Write out the stretch of lines below that begins at the line with "unless the leading" and ends at the line with "fn parse_month_name(raw: &str)", including both, exactly as given and nothing more.

* * * *

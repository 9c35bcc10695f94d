use regex::Regex;
use time::{Date, Month};

use crate::opportunity::Opportunity;

/// Where an opportunity stands relative to its deadline.
#[derive(Clone, Debug, Eq, PartialEq)]
pub enum DeadlineStatus {
	/// No deadline given; proposals are accepted on a rolling basis.
	Rolling,
	/// The deadline has passed.
	Closed,
	/// The deadline is today or later.
	Due { days: i64 },
	/// A deadline string was given but none of the heuristics could read it.
	Unparsed,
}

/// Reads a deadline out of one of the date formats upstream feeds use.
///
/// Tried in order: year-first numeric, month-first numeric (day-first when
/// the leading field cannot be a month), month-name forms, and finally a
/// month-name scan anywhere inside longer text.
pub fn parse_deadline(raw: &str) -> Option<Date> {
	let raw = raw.trim();

	if raw.is_empty() {
		return None;
	}

	parse_year_first(raw)
		.or_else(|| parse_month_first(raw))
		.or_else(|| parse_month_name(raw))
		.or_else(|| parse_day_first_name(raw))
		.or_else(|| scan_month_name(raw))
}

/// The deadline date for an opportunity, if its close-date field parses.
pub fn deadline_date(opportunity: &Opportunity) -> Option<Date> {
	opportunity.close_date.as_deref().and_then(parse_deadline)
}

/// Whether an opportunity is still open for proposals.
///
/// A missing or unreadable deadline counts as open rather than dropping the
/// opportunity.
pub fn is_current(opportunity: &Opportunity, today: Date) -> bool {
	if opportunity.accepts_anytime {
		return true;
	}

	match deadline_date(opportunity) {
		Some(date) => date >= today,
		None => true,
	}
}

pub fn deadline_status(deadline: Option<&str>, today: Date) -> DeadlineStatus {
	let Some(raw) = deadline.map(str::trim).filter(|raw| !raw.is_empty()) else {
		return DeadlineStatus::Rolling;
	};
	let Some(date) = parse_deadline(raw) else {
		return DeadlineStatus::Unparsed;
	};
	let days = (date - today).whole_days();

	if days < 0 { DeadlineStatus::Closed } else { DeadlineStatus::Due { days } }
}

fn parse_year_first(raw: &str) -> Option<Date> {
	let captures = capture(r"^(\d{4})[-/.](\d{1,2})[-/.](\d{1,2})$", raw)?;

	build_date(int(&captures, 1)?, int(&captures, 2)? as u8, int(&captures, 3)? as u8)
}

fn parse_month_first(raw: &str) -> Option<Date> {
	let captures = capture(r"^(\d{1,2})[-/.](\d{1,2})[-/.](\d{4})$", raw)?;
	let first = int(&captures, 1)?;
	let second = int(&captures, 2)?;
	let year = int(&captures, 3)?;

	// Month/day order is ambiguous; month-first wins unless the leading
	// field cannot be a month.
	if first > 12 {
		build_date(year, second as u8, first as u8)
	} else {
		build_date(year, first as u8, second as u8)
	}
}

fn parse_month_name(raw: &str) -> Option<Date> {
	let captures = capture(r"^([A-Za-z]+)\.?\s+(\d{1,2}),?\s+(\d{4})$", raw)?;
	let month = month_from_name(captures.get(1)?.as_str())?;

	build_date(int(&captures, 3)?, month as u8, int(&captures, 2)? as u8)
}

fn parse_day_first_name(raw: &str) -> Option<Date> {
	let captures = capture(r"^(\d{1,2})\s+([A-Za-z]+)\.?\s+(\d{4})$", raw)?;
	let month = month_from_name(captures.get(2)?.as_str())?;

	build_date(int(&captures, 3)?, month as u8, int(&captures, 1)? as u8)
}

fn scan_month_name(raw: &str) -> Option<Date> {
	let pattern = r"(January|February|March|April|May|June|July|August|September|October|November|December)\s+(\d{1,2}),?\s+(\d{4})";
	let captures = capture(pattern, raw)?;
	let month = month_from_name(captures.get(1)?.as_str())?;

	build_date(int(&captures, 3)?, month as u8, int(&captures, 2)? as u8)
}

fn capture<'a>(pattern: &str, raw: &'a str) -> Option<regex::Captures<'a>> {
	Regex::new(pattern).ok()?.captures(raw)
}

fn int(captures: &regex::Captures<'_>, group: usize) -> Option<i32> {
	captures.get(group)?.as_str().parse().ok()
}

fn build_date(year: i32, month: u8, day: u8) -> Option<Date> {
	let month = Month::try_from(month).ok()?;

	Date::from_calendar_date(year, month, day).ok()
}

fn month_from_name(name: &str) -> Option<Month> {
	let lowered = name.to_ascii_lowercase();
	let month = match lowered.get(..3)? {
		"jan" => Month::January,
		"feb" => Month::February,
		"mar" => Month::March,
		"apr" => Month::April,
		"may" => Month::May,
		"jun" => Month::June,
		"jul" => Month::July,
		"aug" => Month::August,
		"sep" => Month::September,
		"oct" => Month::October,
		"nov" => Month::November,
		"dec" => Month::December,
		_ => return None,
	};

	Some(month)
}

* * * *

▶ **SOLUTION**:
	// Month/day order is ambiguous; month-first wins unless the leading
	// field cannot be a month.
	if first > 12 {
		build_date(year, second as u8, first as u8)
	} else {
		build_date(year, first as u8, second as u8)
	}
}

fn parse_month_name(raw: &str) -> Option<Date> {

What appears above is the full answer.